Abstract Details

ALZ-801 (valiltramiprosate), an oral brain-penetrant amyloid-oligomer inhibitor is completing a Phase 3 78-week trial in APOE4/4 homozygotes Early AD (EAD) subjects. The Phase 2 study evaluated its effects (265mg BID) on plasma biomarkers, MRI and cognition in EAD APOE4 carriers over 2 years. Plasma p-tau181 is elevated in AD and reduced by efficacious doses of lecanemab and aducanumab.

To evaluate ALZ-801’s effects on plasma and imaging biomarkers of Alzheimer’s disease (AD).

This 104-week, open-label study enrolled 84 subjects (MMSE 22-30, CDR-G 0.5-1, positive amyloid-PET or CSF biomarkers). Plasma and clinical testing were every 13 weeks, MRI every 52 weeks. Primary outcome was plasma p-tau181, cognitive tests were Rey Auditory-Verbal-Learning-Test (RAVLT) and Digit-Symbol-Substitution-Test (DSST). Dr. Blennow’s Laboratory (Sweden) conducted plasma biomarker analyses (Simoa, EuroImmun assays). Observed data changes-from-baseline were analyzed with 2-sided simple t-tests.
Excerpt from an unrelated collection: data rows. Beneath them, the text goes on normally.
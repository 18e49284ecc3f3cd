//! Base URL selection.
//!
//! The choice is binary: loopback host names talk to the local development
//! server, everything else talks to the deployed backend over TLS.

use crate::location::PageLocation;

/// Backend used while the front-end is served from the developer's machine.
pub const LOCAL_BASE_URL: &str = "http://localhost:8000";

/// Deployed backend.
pub const REMOTE_BASE_URL: &str = "https://98.70.34.119:8000";

const LOCAL_HOSTS: [&str; 2] = ["localhost", "127.0.0.1"];

/// Select the base URL for the given host name.
///
/// Only exact matches on `localhost` and `127.0.0.1` select the local backend.
#[must_use]
pub fn base_url_for_host(hostname: &str) -> &'static str {
    if LOCAL_HOSTS.contains(&hostname) {
        LOCAL_BASE_URL
    } else {
        REMOTE_BASE_URL
    }
}

/// Select the base URL for the page the client is running in.
#[must_use]
pub fn resolve_base_url(location: &dyn PageLocation) -> &'static str {
    base_url_for_host(&location.hostname())
}
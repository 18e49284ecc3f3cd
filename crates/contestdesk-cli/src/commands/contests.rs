//! Contest commands: listing, lookup, and admin edits loaded from JSON files.

use std::fs;
use std::path::Path;

use anyhow::Context;
use contestdesk_client::{ContestCreate, ContestUpdate};
use serde::de::DeserializeOwned;

use crate::cli::{
    ContestAddArgs, ContestIdArgs, ContestListArgs, ContestUpdateArgs, OutputFormat,
};
use crate::client::{AppContext, CliError, CliResult};
use crate::output::{render_contest, render_contest_list};

pub(crate) async fn handle_contest_list(
    ctx: &AppContext,
    args: ContestListArgs,
    format: OutputFormat,
) -> CliResult<()> {
    let api = ctx.client.contests();
    let contests = match (args.class_level, args.year) {
        (Some(level), _) => api.by_class(level).await?,
        (None, Some(year)) => api.by_year(year).await?,
        (None, None) => api.list().await?,
    };
    render_contest_list(&contests, format)
}

pub(crate) async fn handle_contest_get(
    ctx: &AppContext,
    args: ContestIdArgs,
    format: OutputFormat,
) -> CliResult<()> {
    let contest = ctx.client.contests().get(args.id).await?;
    render_contest(&contest, format)
}

pub(crate) async fn handle_contest_add(
    ctx: &AppContext,
    args: ContestAddArgs,
    format: OutputFormat,
) -> CliResult<()> {
    let payload: ContestCreate = read_payload(&args.file)?;
    let contest = ctx.client.contests().create(&payload).await?;
    tracing::info!(id = contest.id, "contest created");
    render_contest(&contest, format)
}

pub(crate) async fn handle_contest_update(
    ctx: &AppContext,
    args: ContestUpdateArgs,
    format: OutputFormat,
) -> CliResult<()> {
    let payload: ContestUpdate = read_payload(&args.file)?;
    if payload.is_empty() {
        return Err(CliError::validation(
            "update file must set at least one field",
        ));
    }
    let contest = ctx.client.contests().update(args.id, &payload).await?;
    tracing::info!(id = contest.id, "contest updated");
    render_contest(&contest, format)
}

pub(crate) async fn handle_contest_remove(ctx: &AppContext, args: ContestIdArgs) -> CliResult<()> {
    ctx.client.contests().delete(args.id).await?;
    println!("Contest {} removed", args.id);
    Ok(())
}

/// Load a JSON payload; unreadable files are failures, malformed ones are
/// validation errors.
fn read_payload<T: DeserializeOwned>(path: &Path) -> CliResult<T> {
    let raw = fs::read_to_string(path)
        .with_context(|| format!("failed to read {}", path.display()))
        .map_err(CliError::failure)?;
    serde_json::from_str(&raw)
        .map_err(|err| CliError::validation(format!("invalid payload in {}: {err}", path.display())))
}

#[cfg(test)]
mod tests {
    use super::*;
    use crate::cli::Cli;
    use clap::Parser;
    use contestdesk_client::{
        ADMIN_TOKEN_KEY, ClassLevel, SessionEvent, SessionStream, TokenStore,
    };
    use httpmock::prelude::*;
    use serde_json::json;
    use tempfile::TempDir;

    struct Fixture {
        ctx: AppContext,
        events: SessionStream,
        dir: TempDir,
    }

    fn fixture(server: &MockServer, page_path: &str) -> anyhow::Result<Fixture> {
        let dir = tempfile::tempdir()?;
        let store_path = dir.path().join("storage.json");
        let cli = Cli::try_parse_from([
            "contestdesk".to_string(),
            "--api-url".to_string(),
            server.base_url(),
            "--page-path".to_string(),
            page_path.to_string(),
            "--token-store".to_string(),
            store_path.display().to_string(),
            "token".to_string(),
            "status".to_string(),
        ])?;
        let (ctx, events) = AppContext::from_cli(&cli, "trace-test")
            .map_err(|err| anyhow::anyhow!(err.display_message()))?;
        Ok(Fixture { ctx, events, dir })
    }

    fn contest_json(id: i64) -> serde_json::Value {
        json!({
            "id": id,
            "class_level": "11",
            "year": 2023,
            "contest_name": "Winter round",
            "contest_url": "https://example.org/winter",
            "solutions": []
        })
    }

    #[tokio::test]
    async fn list_uses_class_endpoint_and_request_id() -> anyhow::Result<()> {
        let server = MockServer::start_async().await;
        let mock = server
            .mock_async(|when, then| {
                when.method(GET)
                    .path("/contests/class/11")
                    .header("x-request-id", "trace-test");
                then.status(200).json_body(json!([contest_json(1)]));
            })
            .await;

        let fx = fixture(&server, "/contests")?;
        let args = ContestListArgs {
            class_level: Some(ClassLevel::Eleven),
            year: None,
        };
        assert!(
            handle_contest_list(&fx.ctx, args, OutputFormat::Json)
                .await
                .is_ok()
        );
        mock.assert_async().await;
        Ok(())
    }

    #[tokio::test]
    async fn list_by_year_hits_year_endpoint() -> anyhow::Result<()> {
        let server = MockServer::start_async().await;
        let mock = server
            .mock_async(|when, then| {
                when.method(GET).path("/contests/year/2023");
                then.status(200).json_body(json!([]));
            })
            .await;

        let fx = fixture(&server, "/contests")?;
        let args = ContestListArgs {
            class_level: None,
            year: Some(2023),
        };
        assert!(
            handle_contest_list(&fx.ctx, args, OutputFormat::Table)
                .await
                .is_ok()
        );
        mock.assert_async().await;
        Ok(())
    }

    #[tokio::test]
    async fn add_sends_file_contents_with_bearer() -> anyhow::Result<()> {
        let server = MockServer::start_async().await;
        let mock = server
            .mock_async(|when, then| {
                when.method(POST)
                    .path("/contests")
                    .header("authorization", "Bearer secret-token")
                    .json_body(json!({
                        "class_level": "11",
                        "year": 2023,
                        "contest_name": "Winter round",
                        "contest_url": "https://example.org/winter",
                        "solutions": []
                    }));
                then.status(201).json_body(contest_json(8));
            })
            .await;

        let fx = fixture(&server, "/admin")?;
        fx.ctx.store.set(ADMIN_TOKEN_KEY, "secret-token")?;
        let file = fx.dir.path().join("contest.json");
        fs::write(
            &file,
            r#"{"class_level": 11, "year": 2023, "contest_name": "Winter round", "contest_url": "https://example.org/winter"}"#,
        )?;

        let result = handle_contest_add(&fx.ctx, ContestAddArgs { file }, OutputFormat::Table).await;
        assert!(result.is_ok());
        mock.assert_async().await;
        Ok(())
    }

    #[tokio::test]
    async fn add_rejects_malformed_file_as_validation() -> anyhow::Result<()> {
        let server = MockServer::start_async().await;
        let fx = fixture(&server, "/admin")?;
        let file = fx.dir.path().join("broken.json");
        fs::write(&file, r#"{"class_level": "8"}"#)?;

        let result = handle_contest_add(&fx.ctx, ContestAddArgs { file }, OutputFormat::Table).await;
        assert!(matches!(result, Err(CliError::Validation(_))));
        Ok(())
    }

    #[tokio::test]
    async fn add_missing_file_is_failure() -> anyhow::Result<()> {
        let server = MockServer::start_async().await;
        let fx = fixture(&server, "/admin")?;
        let file = fx.dir.path().join("absent.json");

        let result = handle_contest_add(&fx.ctx, ContestAddArgs { file }, OutputFormat::Table).await;
        assert!(matches!(result, Err(CliError::Failure(_))));
        Ok(())
    }

    #[tokio::test]
    async fn empty_update_is_rejected_locally() -> anyhow::Result<()> {
        let server = MockServer::start_async().await;
        let mock = server
            .mock_async(|when, then| {
                when.method(PUT).path("/contests/2");
                then.status(200).json_body(contest_json(2));
            })
            .await;

        let fx = fixture(&server, "/admin")?;
        let file = fx.dir.path().join("update.json");
        fs::write(&file, "{}")?;

        let result = handle_contest_update(
            &fx.ctx,
            ContestUpdateArgs { id: 2, file },
            OutputFormat::Table,
        )
        .await;
        assert!(matches!(result, Err(CliError::Validation(_))));
        assert_eq!(mock.hits_async().await, 0);
        Ok(())
    }

    #[tokio::test]
    async fn get_not_found_maps_to_failure() -> anyhow::Result<()> {
        let server = MockServer::start_async().await;
        server
            .mock_async(|when, then| {
                when.method(GET).path("/contests/404");
                then.status(404)
                    .json_body(json!({"detail": "Contest with id 404 not found"}));
            })
            .await;

        let fx = fixture(&server, "/contests")?;
        let err = handle_contest_get(&fx.ctx, ContestIdArgs { id: 404 }, OutputFormat::Table)
            .await
            .err();
        let err = err.ok_or_else(|| anyhow::anyhow!("expected an error"))?;
        assert_eq!(err.exit_code(), 3);
        assert!(err.display_message().contains("Contest with id 404 not found"));
        Ok(())
    }

    #[tokio::test]
    async fn unauthorized_remove_clears_stored_token() -> anyhow::Result<()> {
        let server = MockServer::start_async().await;
        let mock = server
            .mock_async(|when, then| {
                when.method(DELETE)
                    .path("/contests/5")
                    .header("authorization", "Bearer stale");
                then.status(401)
                    .json_body(json!({"detail": "Invalid or expired token"}));
            })
            .await;

        let mut fx = fixture(&server, "/admin/contests")?;
        fx.ctx.store.set(ADMIN_TOKEN_KEY, "stale")?;

        let result = handle_contest_remove(&fx.ctx, ContestIdArgs { id: 5 }).await;
        mock.assert_async().await;
        assert!(matches!(result, Err(CliError::Failure(_))));
        assert_eq!(fx.ctx.store.get(ADMIN_TOKEN_KEY)?, None);
        assert_eq!(
            fx.events.try_next(),
            Some(SessionEvent::Expired {
                path: "/admin/contests".to_string()
            })
        );
        Ok(())
    }
}
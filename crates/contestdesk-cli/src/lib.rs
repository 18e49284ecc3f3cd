#![forbid(unsafe_code)]
#![deny(unused_must_use, rustdoc::broken_intra_doc_links, rustdoc::bare_urls)]
#![warn(
    missing_docs,
    unreachable_pub,
    clippy::all,
    clippy::pedantic,
    clippy::nursery
)]
#![allow(clippy::redundant_pub_crate)]

//! Administrative CLI for the contest catalogue backend.
//!
//! Layout:
//! - `cli.rs`: argument parsing and command dispatch
//! - `commands/`: command handlers grouped by concern
//! - `client.rs`: client wiring, request-id hook, and CLI errors
//! - `output.rs`: renderers and formatting helpers
//! - `main.rs`: thin entrypoint delegating to `run()`

pub(crate) mod cli;
pub(crate) mod client;
pub(crate) mod commands;
pub(crate) mod output;

pub use cli::run;
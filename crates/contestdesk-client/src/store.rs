//! Key-value token store capability.
//!
//! # Design
//! - The client only ever reads the admin token and deletes it after a 401.
//!   Writing belongs to whoever issues the token, so `set` lives on the
//!   concrete stores rather than on the trait.
//! - `FileStore` mirrors browser local storage: one flat JSON object of
//!   string values, re-read on every access so other processes see updates.

use std::collections::BTreeMap;
use std::fs;
use std::io::ErrorKind;
use std::path::{Path, PathBuf};
use std::sync::Mutex;

use crate::error::{StoreError, StoreResult};

/// Key under which the admin token is stored.
pub const ADMIN_TOKEN_KEY: &str = "admin_token";

/// Read/delete access to a string-keyed store.
pub trait TokenStore: Send + Sync {
    /// Look up the value stored under `key`.
    ///
    /// # Errors
    ///
    /// Returns a [`StoreError`] when the store cannot be read.
    fn get(&self, key: &str) -> StoreResult<Option<String>>;

    /// Remove the value stored under `key`. Removing a missing key succeeds.
    ///
    /// # Errors
    ///
    /// Returns a [`StoreError`] when the store cannot be written.
    fn delete(&self, key: &str) -> StoreResult<()>;
}

/// In-process store.
#[derive(Debug, Default)]
pub struct MemoryStore {
    entries: Mutex<BTreeMap<String, String>>,
}

impl MemoryStore {
    /// Empty store.
    #[must_use]
    pub fn new() -> Self {
        Self::default()
    }

    /// Store `value` under `key`, replacing any previous value.
    ///
    /// # Errors
    ///
    /// Returns [`StoreError::Unavailable`] if the store lock is poisoned.
    pub fn set(&self, key: &str, value: impl Into<String>) -> StoreResult<()> {
        self.lock()?.insert(key.to_string(), value.into());
        Ok(())
    }

    fn lock(&self) -> StoreResult<std::sync::MutexGuard<'_, BTreeMap<String, String>>> {
        self.entries.lock().map_err(|_| StoreError::Unavailable {
            reason: "memory store lock poisoned",
        })
    }
}

impl TokenStore for MemoryStore {
    fn get(&self, key: &str) -> StoreResult<Option<String>> {
        Ok(self.lock()?.get(key).cloned())
    }

    fn delete(&self, key: &str) -> StoreResult<()> {
        self.lock()?.remove(key);
        Ok(())
    }
}

/// Store persisted as a JSON object in a single file.
#[derive(Debug, Clone)]
pub struct FileStore {
    path: PathBuf,
}

impl FileStore {
    /// Store backed by `path`. The file is created on first write.
    #[must_use]
    pub fn new(path: impl Into<PathBuf>) -> Self {
        Self { path: path.into() }
    }

    /// File backing the store.
    #[must_use]
    pub fn path(&self) -> &Path {
        &self.path
    }

    /// Store `value` under `key`, replacing any previous value.
    ///
    /// # Errors
    ///
    /// Returns a [`StoreError`] if the file cannot be read or written.
    pub fn set(&self, key: &str, value: impl Into<String>) -> StoreResult<()> {
        let mut entries = self.load()?;
        entries.insert(key.to_string(), value.into());
        self.save(&entries)
    }

    fn load(&self) -> StoreResult<BTreeMap<String, String>> {
        let raw = match fs::read(&self.path) {
            Ok(raw) => raw,
            Err(err) if err.kind() == ErrorKind::NotFound => return Ok(BTreeMap::new()),
            Err(source) => {
                return Err(StoreError::Io {
                    operation: "read",
                    path: self.path.clone(),
                    source,
                });
            }
        };
        if raw.iter().all(u8::is_ascii_whitespace) {
            return Ok(BTreeMap::new());
        }
        serde_json::from_slice(&raw).map_err(|source| StoreError::Corrupt {
            path: self.path.clone(),
            source,
        })
    }

    fn save(&self, entries: &BTreeMap<String, String>) -> StoreResult<()> {
        if let Some(parent) = self.path.parent().filter(|p| !p.as_os_str().is_empty()) {
            fs::create_dir_all(parent).map_err(|source| StoreError::Io {
                operation: "create_dir",
                path: parent.to_path_buf(),
                source,
            })?;
        }
        let payload = serde_json::to_vec_pretty(entries).map_err(|source| StoreError::Corrupt {
            path: self.path.clone(),
            source,
        })?;
        fs::write(&self.path, payload).map_err(|source| StoreError::Io {
            operation: "write",
            path: self.path.clone(),
            source,
        })
    }
}

impl TokenStore for FileStore {
    fn get(&self, key: &str) -> StoreResult<Option<String>> {
        Ok(self.load()?.remove(key))
    }

    fn delete(&self, key: &str) -> StoreResult<()> {
        let mut entries = self.load()?;
        if entries.remove(key).is_some() {
            self.save(&entries)?;
        }
        Ok(())
    }
}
84 subjects were enrolled (51% female, age 69 years, MMSE 26.0, 70%/30% had MCI/Mild AD;70 completed 104-weeks. Plasma p-tau181 showed significant reductions at all timepoints reaching 31%-43% over 52-104 weeks (p=0.045), Aβ42 decreased ~4% over 104 weeks(p=0.042). Hippocampus atrophy (3.6%) was ~28% less than matched external control (ADNI-1 study). RAVLT-total memory and DSST improved at 26 weeks, remaining above/at baseline at 104 weeks; 50% and 33% of MCI and Mild AD subjects maintained their CDR-G stage. Cognitive stabilization correlated with decreased hippocampal atrophy (Spearman’s r=0.38-0.43, p≤ 0.002); and cortical thinning (r=0.35-0.58, p≤ 0.004). COVID-19 infection, nausea, decreased appetite were the main AEs, with no ARIA-E.

Over 2 years, oral ALZ-801 reduced plasma p-tau181 and Aβ42 significantly suggesting improved amyloid clearance. Cognitive stabilization correlated strongly with reduced brain atrophy, both showing treatment benefit compared to external control. No ARIA-E/vasogenic edema was detected. These biomarker results support the disease-modifying effects of ALZ-801 in Early ADwith promising clinical efficacy and favorable safety in APOE4 carriers.